[TASK DIRECTIONS]
A complete answer lists every line of the entries below where the string "keyframe" appears.

** MATERIAL FOR THIS EXERCISE follows **

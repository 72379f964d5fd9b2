// SPDX-License-Identifier: MIT OR Apache-2.0
//! Timeline state and the keyframe store.
//!
//! `TimelineState` is owned by the document session. Every edit goes through
//! the methods here; the sampler and the playback driver only borrow it.

use crate::easing::Easing;
use crate::element::ElementId;
use crate::error::{Result, TimelineError};
use crate::keyframe::{Keyframe, KeyframeId, KeyframePatch};
use crate::track::{AnimationTrack, TrackId};
use crate::value::{AnimationProperty, AnimationValue, PropertyValue};
use serde::{Deserialize, Serialize};

/// Timeline length of a new document, in seconds
pub const DEFAULT_DURATION: f64 = 10.0;

/// Shortest allowed timeline, in seconds
pub const MIN_DURATION: f64 = 1.0;

/// Per-document timeline state
#[derive(Debug, Clone, PartialEq, Serialize, Deserialize)]
#[serde(default, rename_all = "camelCase")]
pub struct TimelineState {
    /// Playhead position in seconds
    pub current_time: f64,
    /// Timeline length in seconds
    pub duration: f64,
    /// Whether playback is running
    pub is_playing: bool,
    /// Playback speed multiplier
    pub playback_speed: f64,
    /// Whether playback wraps at the end
    #[serde(rename = "loop")]
    pub looping: bool,
    /// One track per animated element
    pub tracks: Vec<AnimationTrack>,
}

impl Default for TimelineState {
    fn default() -> Self {
        Self::new()
    }
}
use bevy::prelude::*;
use bevy::window::WindowResized;
use bevy_rapier2d::prelude::*;

use crate::core::config::GameConfig;
use crate::core::system::system_order::PostPhysicsAdjustSet;

/// Marker for the single edge-loop entity that fences the play area.
#[derive(Component)]
pub struct BoundaryLoop;

pub struct BoundaryPlugin;

impl Plugin for BoundaryPlugin {
    fn build(&self, app: &mut App) {
        app.add_event::<WindowResized>()
            .add_systems(Startup, spawn_initial_boundary)
            .add_systems(Update, rebuild_boundary_on_resize.in_set(PostPhysicsAdjustSet));
    }
}

/// Closed rectangular polyline centered on the origin (the camera looks at the
/// origin, so world center == window center).
fn edge_loop_collider(width: f32, height: f32) -> Collider {
    let hw = width * 0.5;
    let hh = height * 0.5;
    let vertices = vec![
        Vect::new(-hw, -hh),
        Vect::new(hw, -hh),
        Vect::new(hw, hh),
        Vect::new(-hw, hh),
    ];
    // Explicit indices so the loop closes back onto the first vertex.
    let indices = vec![[0, 1], [1, 2], [2, 3], [3, 0]];
    Collider::polyline(vertices, Some(indices))
}

fn spawn_boundary(commands: &mut Commands, width: f32, height: f32) {
    commands.spawn((
        BoundaryLoop,
        RigidBody::Fixed,
        edge_loop_collider(width, height),
        Transform::default(),
        GlobalTransform::default(),
    ));
}

fn spawn_initial_boundary(
    mut commands: Commands,
    windows_q: Query<&Window>,
    cfg: Res<GameConfig>,
) {
    // Headless runs (tests, CI smoke) have no window entity; fall back to the
    // configured dimensions so physics still has a fence.
    let (width, height) = match windows_q.single() {
        Ok(window) => (window.width(), window.height()),
        Err(_) => (cfg.window.width, cfg.window.height),
    };
    if width <= 0.0 || height <= 0.0 {
        warn!(width, height, "degenerate window size; boundary not built");
        return;
    }
    spawn_boundary(&mut commands, width, height);
    info!(width, height, "boundary edge loop built");
}

fn rebuild_boundary_on_resize(
    mut commands: Commands,
    mut resize_events: EventReader<WindowResized>,
    existing: Query<Entity, With<BoundaryLoop>>,
) {
    // Several resize events can land in one frame; only the last size matters.
    let Some(last) = resize_events.read().last() else {
        return;
    };
    if last.width <= 0.0 || last.height <= 0.0 {
        warn!(
            width = last.width,
            height = last.height,
            "degenerate resize; keeping previous boundary"
        );
        return;
    }
    for entity in existing.iter() {
        commands.entity(entity).despawn();
    }
    spawn_boundary(&mut commands, last.width, last.height);
    debug!(width = last.width, height = last.height, "boundary rebuilt after resize");
}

** End of MATERIAL FOR THIS EXERCISE **

[REPLY TO THE TASK]
//! Timeline state and the keyframe store.
use crate::keyframe::{Keyframe, KeyframeId, KeyframePatch};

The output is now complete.